A Phase II Study of Pembrolizumab in Combination with Romidepsin Demonstrates Durable Responses in Relapsed or Refractory T-Cell Lymphoma (TCL)

Background: There are few treatment options for relapsed/refractory (r/r) T cell lymphoma (TCL). We previously reported the safety and efficacy of a single center, single arm, trial of the check-point inhibitor (CPI) pembrolizumab in combination with the Histone deacetylase inhibitor (HDACi) romidepsin in r/r TCL pts who progressed after at least one prior systemic regimen (NCT03278782). The rationale for combining CPI with HDACi was that TCLs often carry multiple gene mutations in epigenetic modifier genes TET2, IDH2, DNMT3A and TCR related genes CD38, RHOA, and FYN that may impair immunogenicity and promote immune escape. Herein, we report the updated results of the Phase II study along with the correlative PDL1 evaluation.

METHODS: In this phase I/II trial, safety was evaluated in the lead-in phase I study using a dose de-escalation strategy, with Pembrolizumab at 200 mg on day 1 and Romidepsin 14 mg/m² on days 1 and 8, the eventual phase II study dosage. Adverse events were monitored and graded according to the NCI Common Terminology Criteria for Adverse Events version 4.0 guidelines. Primary objectives were to determine safety, tolerability, and overall response rate (ORR). Secondary objectives included complete remission rate (CRR), progression free survival (PFS), overall survival (OS) and duration of response (DOR). Outcome assessment were performed utilizing Lugano Revised Response Criteria and correlated with PD-L1 expression by immunohistochemistry and exploratory analysis for cell of origin.

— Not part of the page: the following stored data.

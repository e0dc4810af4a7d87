//! Conflicts command - Manage synchronization conflicts
//!
//! Provides the `vaultspace conflicts` CLI command which:
//! 1. Lists open conflicts with both sides' revisions
//! 2. Resolves a conflict by keeping the local or the remote version
//!
//! Resolution only touches the local database; the next sync cycle pushes
//! a kept local version or confirms an adopted remote one.

use anyhow::{Context, Result};
use clap::Subcommand;
use tracing::info;
use vaultspace_core::domain::{ConflictRecord, Resolution};

use super::{node_json, parse_node_id, CliContext};
use crate::output::{format_bytes, plural, Column};

#[derive(Debug, Subcommand)]
pub enum ConflictsCommand {
    /// List open conflicts
    List,
    /// Resolve a conflict
    Resolve {
        /// Node id of the conflicted file
        id: String,
        /// Version to keep: local or remote
        #[arg(long)]
        keep: String,
    },
}

impl ConflictsCommand {
    pub async fn execute(&self, context: &CliContext) -> Result<()> {
        match self {
            ConflictsCommand::List => self.execute_list(context).await,
            ConflictsCommand::Resolve { id, keep } => self.execute_resolve(id, keep, context).await,
        }
    }

    async fn execute_list(&self, context: &CliContext) -> Result<()> {
        let formatter = context.formatter();
        let Some(engine) = context.open_engine(&*formatter).await? else {
            return Ok(());
        };
        let vault = engine.vault();

        let conflicts = vault
            .conflicts()
            .await
            .context("Failed to query open conflicts")?;
        info!(count = conflicts.len(), "Retrieved open conflicts");

        if context.is_json() {
            let json = serde_json::json!({
                "count": conflicts.len(),
                "conflicts": conflicts.iter().map(conflict_json).collect::<Vec<_>>(),
            });
            formatter.print_json(&json);
        } else if conflicts.is_empty() {
            formatter.success("No open conflicts");
        } else {
            formatter.success(&format!(
                "{} open conflict{}",
                conflicts.len(),
                plural(conflicts.len())
            ));
            formatter.info("");
            let rows: Vec<Vec<String>> = conflicts.iter().map(conflict_cells).collect();
            formatter.table(&CONFLICT_COLUMNS, &rows);
            formatter.info("");
            formatter.info("Use 'vaultspace conflicts resolve <id> --keep <local|remote>' to resolve.");
        }

        engine.shutdown().await;
        Ok(())
    }

    async fn execute_resolve(&self, raw_id: &str, keep: &str, context: &CliContext) -> Result<()> {
        let formatter = context.formatter();

        let resolution: Resolution = match keep.parse() {
            Ok(resolution) => resolution,
            Err(_) => {
                let message = format!("Unknown choice '{keep}'. Use: local, remote");
                if context.is_json() {
                    formatter.print_json(&serde_json::json!({
                        "success": false,
                        "error": message,
                    }));
                } else {
                    formatter.error(&message);
                }
                return Ok(());
            }
        };
        let id = parse_node_id(raw_id)?;

        let Some(engine) = context.open_engine(&*formatter).await? else {
            return Ok(());
        };
        let vault = engine.vault();

        let outcome = vault
            .resolve_conflict(&id, resolution)
            .await
            .with_context(|| format!("Failed to resolve conflict on {id}"))?;
        info!(node_id = %id, %resolution, "Conflict resolved from CLI");

        if context.is_json() {
            formatter.print_json(&serde_json::json!({
                "success": true,
                "node_id": id.to_string(),
                "resolution": resolution.to_string(),
                "node": outcome.as_ref().map(node_json),
            }));
        } else {
            match (&outcome, resolution) {
                (None, _) => formatter.success(&format!("Removed {id}; it was deleted remotely")),
                (Some(node), Resolution::KeepLocal) => formatter.success(&format!(
                    "Keeping local version of {}; it uploads on the next sync",
                    node.name()
                )),
                (Some(node), Resolution::KeepRemote) => formatter.success(&format!(
                    "Adopted remote version of {}; local changes discarded",
                    node.name()
                )),
            }
        }

        engine.shutdown().await;
        Ok(())
    }
}

const CONFLICT_COLUMNS: [Column; 4] = [
    Column::left("Node ID", 28),
    Column::left("Detected", 19),
    Column::left("Local rev", 12),
    Column::left("Remote", 40),
];

fn conflict_cells(conflict: &ConflictRecord) -> Vec<String> {
    let remote = if conflict.remote_deleted() {
        "deleted".to_string()
    } else {
        format!(
            "{} {} ({})",
            conflict
                .remote
                .revision_tag
                .as_ref()
                .map(ToString::to_string)
                .unwrap_or_default(),
            conflict.remote.name,
            format_bytes(conflict.remote.size_bytes)
        )
    };
    vec![
        conflict.node_id.to_string(),
        conflict.detected_at.format("%Y-%m-%d %H:%M:%S").to_string(),
        conflict
            .local_revision
            .as_ref()
            .map(ToString::to_string)
            .unwrap_or_else(|| "-".to_string()),
        remote,
    ]
}

fn conflict_json(conflict: &ConflictRecord) -> serde_json::Value {
    serde_json::json!({
        "node_id": conflict.node_id.to_string(),
        "detected_at": conflict.detected_at.to_rfc3339(),
        "local_revision": conflict.local_revision.as_ref().map(ToString::to_string),
        "remote": {
            "id": conflict.remote.id.to_string(),
            "name": conflict.remote.name,
            "size_bytes": conflict.remote.size_bytes,
            "revision": conflict.remote.revision_tag.as_ref().map(ToString::to_string),
            "deleted": conflict.remote_deleted(),
        },
    })
}
//! Cache command - Inspect or clear the content cache

use std::path::Path;

use anyhow::{Context, Result};
use clap::Subcommand;
use tracing::info;

use super::CliContext;
use crate::output::{format_bytes, plural};

#[derive(Debug, Subcommand)]
pub enum CacheCommand {
    /// Show cache usage against its budget
    Usage,
    /// Drop all cached content, in memory and on disk
    Clear,
}

impl CacheCommand {
    pub async fn execute(&self, context: &CliContext) -> Result<()> {
        let formatter = context.formatter();
        let Some(engine) = context.open_engine(&*formatter).await? else {
            return Ok(());
        };
        let vault = engine.vault();
        let cache_dir = engine.config().cache.dir.clone();

        match self {
            CacheCommand::Usage => {
                let status = vault.status().await.context("Failed to read cache usage")?;
                if context.is_json() {
                    formatter.print_json(&serde_json::json!({
                        "dir": cache_dir.display().to_string(),
                        "disk_bytes": status.cache_disk_bytes,
                        "max_bytes": status.cache_max_bytes,
                        "memory_bytes": status.cache_used_bytes,
                        "memory_ranges": status.cache_entries,
                    }));
                } else {
                    formatter.success(&disk_line(
                        status.cache_disk_bytes,
                        status.cache_max_bytes,
                        &cache_dir,
                    ));
                    formatter.info(&memory_line(
                        status.cache_used_bytes,
                        status.cache_max_bytes,
                        status.cache_entries,
                    ));
                }
            }
            CacheCommand::Clear => {
                vault.clear_cache().context("Failed to clear content cache")?;
                info!(dir = %cache_dir.display(), "Cache cleared from CLI");

                if context.is_json() {
                    formatter.print_json(&serde_json::json!({
                        "success": true,
                        "dir": cache_dir.display().to_string(),
                    }));
                } else {
                    formatter.success("Content cache cleared");
                }
            }
        }

        engine.shutdown().await;
        Ok(())
    }
}

fn percent(bytes: u64, max_bytes: u64) -> f64 {
    if max_bytes == 0 {
        0.0
    } else {
        bytes as f64 / max_bytes as f64 * 100.0
    }
}

/// Headline, led by the on-disk mirror
fn disk_line(disk_bytes: Option<u64>, max_bytes: u64, dir: &Path) -> String {
    match disk_bytes {
        Some(bytes) => format!(
            "Cache: {} of {} on disk ({:.1}%) in {}",
            format_bytes(bytes),
            format_bytes(max_bytes),
            percent(bytes, max_bytes),
            dir.display()
        ),
        None => format!(
            "Cache: persistence disabled, budget {}",
            format_bytes(max_bytes)
        ),
    }
}

fn memory_line(used_bytes: u64, max_bytes: u64, ranges: usize) -> String {
    format!(
        "In memory: {} ({:.1}%) in {} cached range{}",
        format_bytes(used_bytes),
        percent(used_bytes, max_bytes),
        ranges,
        plural(ranges)
    )
}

RESULTS: 20 pts were evaluable for the primary endpoint (Table 1); the median age was 67 and a male predominance. The phase I component included 6 pts, with cohort expansion secondary to one DLT of hypotension and renal insufficiency. Prior therapies included induction chemotherapy with CHOP or CHOP like in 90%, Autologous Stem cell transplant (SCT) in 2 pts, radiation in 4 and salvage therapies in 10(Table 1). Ten pts had ≥3 prior therapies. The ongoing phase II enrolled 14 pts with 85% >60 years. In the phase II the ORR was 50% and the median follow-up was 18 months 5 patients achieved CR and 2 PR (AITL, PTCL with TfH and ALCL). In addition, there were 3 CRs (ALCL and PTCL with TfH) in the phase I portion. No responses were seen in the 3 MF pts. Of the 8 pts (Figure 1A) who achieved a CR, 4 have been off treatment for >1 year without relapse, 2 are still on therapy for >2 years, and 1 underwent a haplo-SCT (9 months after the last dose of pembrolizumab, without GVHD). The most common ≥ grade 3 adverse events were nausea, vomiting (n=1) and fatigue (n= 2). Two patients experienced hyperprogression within the first 10 days of treatment. The four patients who stopped therapy due to development of immune related adverse events (iRAE)- Grade 1 cytokine storm, Grade 3 gastritis, Grade 4 colitis and Grade 2 pneumonitis, respectively- all of which were reversible with steroid treatment. 13 pts were available for correlative studies of PD-L1 expression. The median PD-L1 expression in responders was 10 and ranged from < 5% (n=3) to 95% (n=1). PD-L1 in the 2 hyperprogressors were 0% and 10% respectively. The pts who achieved CR had a higher level of PD-L1 compared to those who achieved PR or SD (p= 0.048) (Figure 1B). Of the 2 ALCL pts with CR, 1 pt was ALK+ and 1 was ALK negative; the PD-L1 expression was 95% and 60% respectively.

CONCLUSIONS: The combination of Romidepsin and Pembrolizumab in patients with r/r TCL demonstrates an ORR of 50% which was durable and with acceptable safety in pts over the age of 60. Pts achieving CR included those with diagnosis of ALCL, AITL and PTCL with TfH phenotype and those expressing higher levels of PD-L1. Moreover, they also maintained a longer duration of response than with prior therapies. Additional studies evaluating the cell of origin expression will be reported at the Annual Meeting.